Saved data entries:
#[cfg(test)]
mod tests {
    use super::*;
    use crate::store::MemoryStore;
    use async_trait::async_trait;
    use creditledger_common::{Amount, Description, Entry};
    use proptest::prelude::*;

    fn id(n: i32) -> ClientId {
        ClientId::new(n).unwrap()
    }

    fn debit(amount: i64) -> EntryDraft {
        EntryDraft::debit(Amount::new(amount).unwrap(), Description::new("debit").unwrap())
    }

    fn credit(amount: i64) -> EntryDraft {
        EntryDraft::credit(Amount::new(amount).unwrap(), Description::new("credit").unwrap())
    }

    fn engine_with(store: MemoryStore) -> TransactionEngine {
        TransactionEngine::new(Arc::new(store), EngineConfig::default())
    }

    fn create_test_engine() -> (MemoryStore, TransactionEngine) {
        let store = MemoryStore::with_clients([(id(1), 1000), (id(2), 500)]).unwrap();
        (store.clone(), engine_with(store))
    }

    #[tokio::test]
    async fn test_worked_example() {
        let (_, engine) = create_test_engine();

        let after = engine.submit_entry(id(1), &debit(500)).await.unwrap();
        assert_eq!(after, ClientBalance::new(1000, -500));

        let err = engine.submit_entry(id(1), &debit(600)).await.unwrap_err();
        assert!(matches!(err, LedgerError::LimitExceeded { balance: -500, limit: 1000, .. }));

        let after = engine.submit_entry(id(1), &credit(300)).await.unwrap();
        assert_eq!(after.balance, -200);

        let statement = engine.get_statement(id(1)).await.unwrap();
        assert_eq!(statement.balance.total, -200);
        assert_eq!(statement.balance.limit, 1000);
        assert_eq!(statement.entries.len(), 2);
        assert_eq!(statement.entries[0].kind, EntryKind::Credit);
        assert_eq!(statement.entries[0].amount.get(), 300);
        assert_eq!(statement.entries[1].kind, EntryKind::Debit);
        assert_eq!(statement.entries[1].amount.get(), 500);
    }

    #[tokio::test]
    async fn test_debit_exactly_to_floor_accepted() {
        let (_, engine) = create_test_engine();

        let after = engine.submit_entry(id(1), &debit(1000)).await.unwrap();
        assert_eq!(after.balance, -1000);

        let err = engine.submit_entry(id(1), &debit(1)).await.unwrap_err();
        assert_eq!(err.error_code(), "LIMIT_EXCEEDED");
    }

    #[tokio::test]
    async fn test_one_unit_beyond_floor_rejected_without_change() {
        let (store, engine) = create_test_engine();

        assert!(engine.submit_entry(id(1), &debit(1001)).await.is_err());

        let audit = store.audit_client(id(1)).await.unwrap().unwrap();
        assert_eq!(audit.balance.balance, 0);
        assert_eq!(audit.entry_count, 0);
    }

    #[tokio::test]
    async fn test_credit_never_limited() {
        let (_, engine) = create_test_engine();
        engine.submit_entry(id(2), &debit(500)).await.unwrap();

        let after = engine.submit_entry(id(2), &credit(10_000)).await.unwrap();
        assert_eq!(after.balance, 9_500);
    }

    #[tokio::test]
    async fn test_unknown_client() {
        let (store, engine) = create_test_engine();

        let err = engine.submit_entry(id(42), &credit(10)).await.unwrap_err();
        assert_eq!(err, LedgerError::ClientNotFound(id(42)));

        let err = engine.get_statement(id(42)).await.unwrap_err();
        assert_eq!(err, LedgerError::ClientNotFound(id(42)));

        assert_eq!(store.client_count(), 2);
        assert!(store.read_client(id(42)).await.unwrap().is_none());
    }

    #[tokio::test]
    async fn test_statement_capped_and_ordered() {
        let (_, engine) = create_test_engine();
        for amount in 1..=15 {
            engine.submit_entry(id(1), &credit(amount)).await.unwrap();
        }

        let statement = engine.get_statement(id(1)).await.unwrap();
        assert_eq!(statement.entries.len(), STATEMENT_ENTRY_LIMIT);
        let amounts: Vec<i64> = statement.entries.iter().map(|e| e.amount.get()).collect();
        assert_eq!(amounts, (6..=15).rev().collect::<Vec<_>>());
        assert!(statement
            .entries
            .windows(2)
            .all(|w| w[0].recorded_at >= w[1].recorded_at));
        assert_eq!(statement.balance.total, (1..=15).sum::<i64>());
    }

    #[tokio::test]
    async fn test_concurrent_debits_never_breach_limit() {
        let (_, engine) = create_test_engine();
        let engine = Arc::new(engine);

        // 20 debits of 100 against a limit of 1000: exactly 10 can succeed.
        let handles: Vec<_> = (0..20)
            .map(|_| {
                let engine = engine.clone();
                tokio::spawn(async move { engine.submit_entry(id(1), &debit(100)).await })
            })
            .collect();

        let mut accepted = 0;
        let mut rejected = 0;
        for handle in handles {
            match handle.await.unwrap() {
                Ok(_) => accepted += 1,
                Err(LedgerError::LimitExceeded { .. }) => rejected += 1,
                Err(e) => panic!("unexpected error: {e}"),
            }
        }
        assert_eq!(accepted, 10);
        assert_eq!(rejected, 10);

        let audit = engine.verify_client(id(1)).await.unwrap();
        assert_eq!(audit.balance.balance, -1000);
        assert_eq!(audit.entry_count, 10);
        assert!(audit.is_consistent());
    }

    #[tokio::test(flavor = "multi_thread", worker_threads = 4)]
    async fn test_concurrent_mixed_keeps_balance_equal_to_entries() {
        let (_, engine) = create_test_engine();
        let engine = Arc::new(engine);

        let handles: Vec<_> = (0..200)
            .map(|i| {
                let engine = engine.clone();
                let client = id(1 + (i % 2));
                let draft = if i % 3 == 0 { credit(70) } else { debit(45) };
                tokio::spawn(async move { engine.submit_entry(client, &draft).await })
            })
            .collect();
        for handle in handles {
            let _ = handle.await.unwrap();
        }

        for client in [id(1), id(2)] {
            let audit = engine.verify_client(client).await.unwrap();
            assert!(audit.is_consistent(), "{audit:?}");
        }
    }

    #[tokio::test]
    async fn test_timeout_releases_lock_and_leaves_no_effect() {
        let store = MemoryStore::with_clients([(id(1), 1000), (id(2), 1000)]).unwrap();
        let engine = TransactionEngine::new(
            Arc::new(store.clone()),
            EngineConfig {
                operation_timeout: Duration::from_millis(50),
            },
        );

        let mut holder = store.begin().await.unwrap();
        holder.lock_and_read_client(id(1)).await.unwrap();

        let err = engine.submit_entry(id(1), &debit(100)).await.unwrap_err();
        assert!(matches!(err, LedgerError::Timeout(_)));
        assert!(err.is_retryable());

        // Another client is unaffected by the held lock.
        assert_eq!(engine.submit_entry(id(2), &debit(100)).await.unwrap().balance, -100);

        // Statements do not wait on the held lock either.
        assert_eq!(engine.get_statement(id(1)).await.unwrap().balance.total, 0);

        holder.rollback().await.unwrap();
        assert_eq!(engine.submit_entry(id(1), &debit(100)).await.unwrap().balance, -100);

        let audit = engine.verify_client(id(1)).await.unwrap();
        assert_eq!(audit.entry_count, 1);
    }

    /// Delegates to a memory store but fails every `append_entry`.
    struct FailingAppendStore(MemoryStore);

    struct FailingAppendUnit(Box<dyn AtomicUnit>);

    #[async_trait]
    impl LedgerStore for FailingAppendStore {
        async fn begin(&self) -> Result<Box<dyn AtomicUnit>> {
            Ok(Box::new(FailingAppendUnit(self.0.begin().await?)))
        }
        async fn read_client(&self, client_id: ClientId) -> Result<Option<ClientBalance>> {
            self.0.read_client(client_id).await
        }
        async fn recent_entries(&self, client_id: ClientId, limit: usize) -> Result<Vec<Entry>> {
            self.0.recent_entries(client_id, limit).await
        }
        async fn audit_client(&self, client_id: ClientId) -> Result<Option<ClientAudit>> {
            self.0.audit_client(client_id).await
        }
        async fn close(&self) {}
    }

    #[async_trait]
    impl AtomicUnit for FailingAppendUnit {
        async fn lock_and_read_client(&mut self, client_id: ClientId) -> Result<Option<ClientBalance>> {
            self.0.lock_and_read_client(client_id).await
        }
        async fn apply_delta(&mut self, client_id: ClientId, delta: i64) -> Result<i64> {
            self.0.apply_delta(client_id, delta).await
        }
        async fn append_entry(&mut self, _: ClientId, _: &EntryDraft) -> Result<()> {
            Err(LedgerError::Store("disk full".to_string()))
        }
        async fn commit(self: Box<Self>) -> Result<()> {
            self.0.commit().await
        }
        async fn rollback(self: Box<Self>) -> Result<()> {
            self.0.rollback().await
        }
    }

    #[tokio::test]
    async fn test_store_failure_rolls_back_delta() {
        let memory = MemoryStore::with_clients([(id(1), 1000)]).unwrap();
        let engine = TransactionEngine::new(
            Arc::new(FailingAppendStore(memory.clone())),
            EngineConfig::default(),
        );

        let err = engine.submit_entry(id(1), &credit(250)).await.unwrap_err();
        assert!(matches!(err, LedgerError::Store(_)));

        let audit = memory.audit_client(id(1)).await.unwrap().unwrap();
        assert_eq!(audit.balance.balance, 0);
        assert_eq!(audit.entry_count, 0);

        // Lock was released by the rollback.
        let mut unit = memory.begin().await.unwrap();
        let read = tokio::time::timeout(
            Duration::from_millis(50),
            unit.lock_and_read_client(id(1)),
        )
        .await;
        assert!(read.is_ok());
    }

    /// Delegates to a memory store, but acknowledges commits only after the
    /// data is already visible.
    struct SlowCommitStore {
        inner: MemoryStore,
        ack_delay: Duration,
    }

    struct SlowCommitUnit {
        inner: Box<dyn AtomicUnit>,
        ack_delay: Duration,
    }

    #[async_trait]
    impl LedgerStore for SlowCommitStore {
        async fn begin(&self) -> Result<Box<dyn AtomicUnit>> {
            Ok(Box::new(SlowCommitUnit {
                inner: self.inner.begin().await?,
                ack_delay: self.ack_delay,
            }))
        }
        async fn read_client(&self, client_id: ClientId) -> Result<Option<ClientBalance>> {
            self.inner.read_client(client_id).await
        }
        async fn recent_entries(&self, client_id: ClientId, limit: usize) -> Result<Vec<Entry>> {
            self.inner.recent_entries(client_id, limit).await
        }
        async fn audit_client(&self, client_id: ClientId) -> Result<Option<ClientAudit>> {
            self.inner.audit_client(client_id).await
        }
        async fn close(&self) {}
    }

    #[async_trait]
    impl AtomicUnit for SlowCommitUnit {
        async fn lock_and_read_client(&mut self, client_id: ClientId) -> Result<Option<ClientBalance>> {
            self.inner.lock_and_read_client(client_id).await
        }
        async fn apply_delta(&mut self, client_id: ClientId, delta: i64) -> Result<i64> {
            self.inner.apply_delta(client_id, delta).await
        }
        async fn append_entry(&mut self, client_id: ClientId, draft: &EntryDraft) -> Result<()> {
            self.inner.append_entry(client_id, draft).await
        }
        async fn commit(self: Box<Self>) -> Result<()> {
            let ack_delay = self.ack_delay;
            self.inner.commit().await?;
            tokio::time::sleep(ack_delay).await;
            Ok(())
        }
        async fn rollback(self: Box<Self>) -> Result<()> {
            self.inner.rollback().await
        }
    }

    #[tokio::test]
    async fn test_slow_commit_ack_reports_success() {
        let memory = MemoryStore::with_clients([(id(1), 1000)]).unwrap();
        let engine = TransactionEngine::new(
            Arc::new(SlowCommitStore {
                inner: memory.clone(),
                ack_delay: Duration::from_millis(200),
            }),
            EngineConfig {
                operation_timeout: Duration::from_millis(50),
            },
        );

        let after = engine.submit_entry(id(1), &debit(100)).await.unwrap();
        assert_eq!(after.balance, -100);

        let audit = memory.audit_client(id(1)).await.unwrap().unwrap();
        assert_eq!(audit.balance.balance, -100);
        assert_eq!(audit.entry_count, 1);
    }

    #[tokio::test]
    async fn test_credit_overflow_rejected_without_change() {
        let store = MemoryStore::with_clients([(id(1), 0)]).unwrap();
        let engine = engine_with(store.clone());
        engine.submit_entry(id(1), &credit(i64::MAX)).await.unwrap();

        let err = engine.submit_entry(id(1), &credit(1)).await.unwrap_err();
        assert!(matches!(err, LedgerError::Validation { .. }));

        let audit = store.audit_client(id(1)).await.unwrap().unwrap();
        assert_eq!(audit.balance.balance, i64::MAX);
        assert_eq!(audit.entry_count, 1);

        // The lock was released by the rollback.
        assert_eq!(engine.submit_entry(id(1), &debit(1)).await.unwrap().balance, i64::MAX - 1);
    }

    proptest! {
        #![proptest_config(ProptestConfig::with_cases(64))]

        #[test]
        fn debit_accepted_iff_within_floor(
            limit in 0i64..10_000,
            credits in 0i64..5_000,
            amount in 1i64..20_000,
        ) {
            tokio_test::block_on(async {
                let store = MemoryStore::with_clients([(id(1), limit)]).unwrap();
                let engine = engine_with(store);
                if credits > 0 {
                    engine.submit_entry(id(1), &credit(credits)).await.unwrap();
                }

                let result = engine.submit_entry(id(1), &debit(amount)).await;
                let expected_ok = credits - amount >= -limit;
                prop_assert_eq!(result.is_ok(), expected_ok);

                let audit = engine.verify_client(id(1)).await.unwrap();
                prop_assert!(audit.is_consistent());
                let expected_balance = if expected_ok { credits - amount } else { credits };
                prop_assert_eq!(audit.balance.balance, expected_balance);
                Ok::<(), TestCaseError>(())
            })?;
        }
    }
}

* **Exercise objective**:
Give the number of lines above that include "clone". Write nothing else.

* **Response to this task**:
7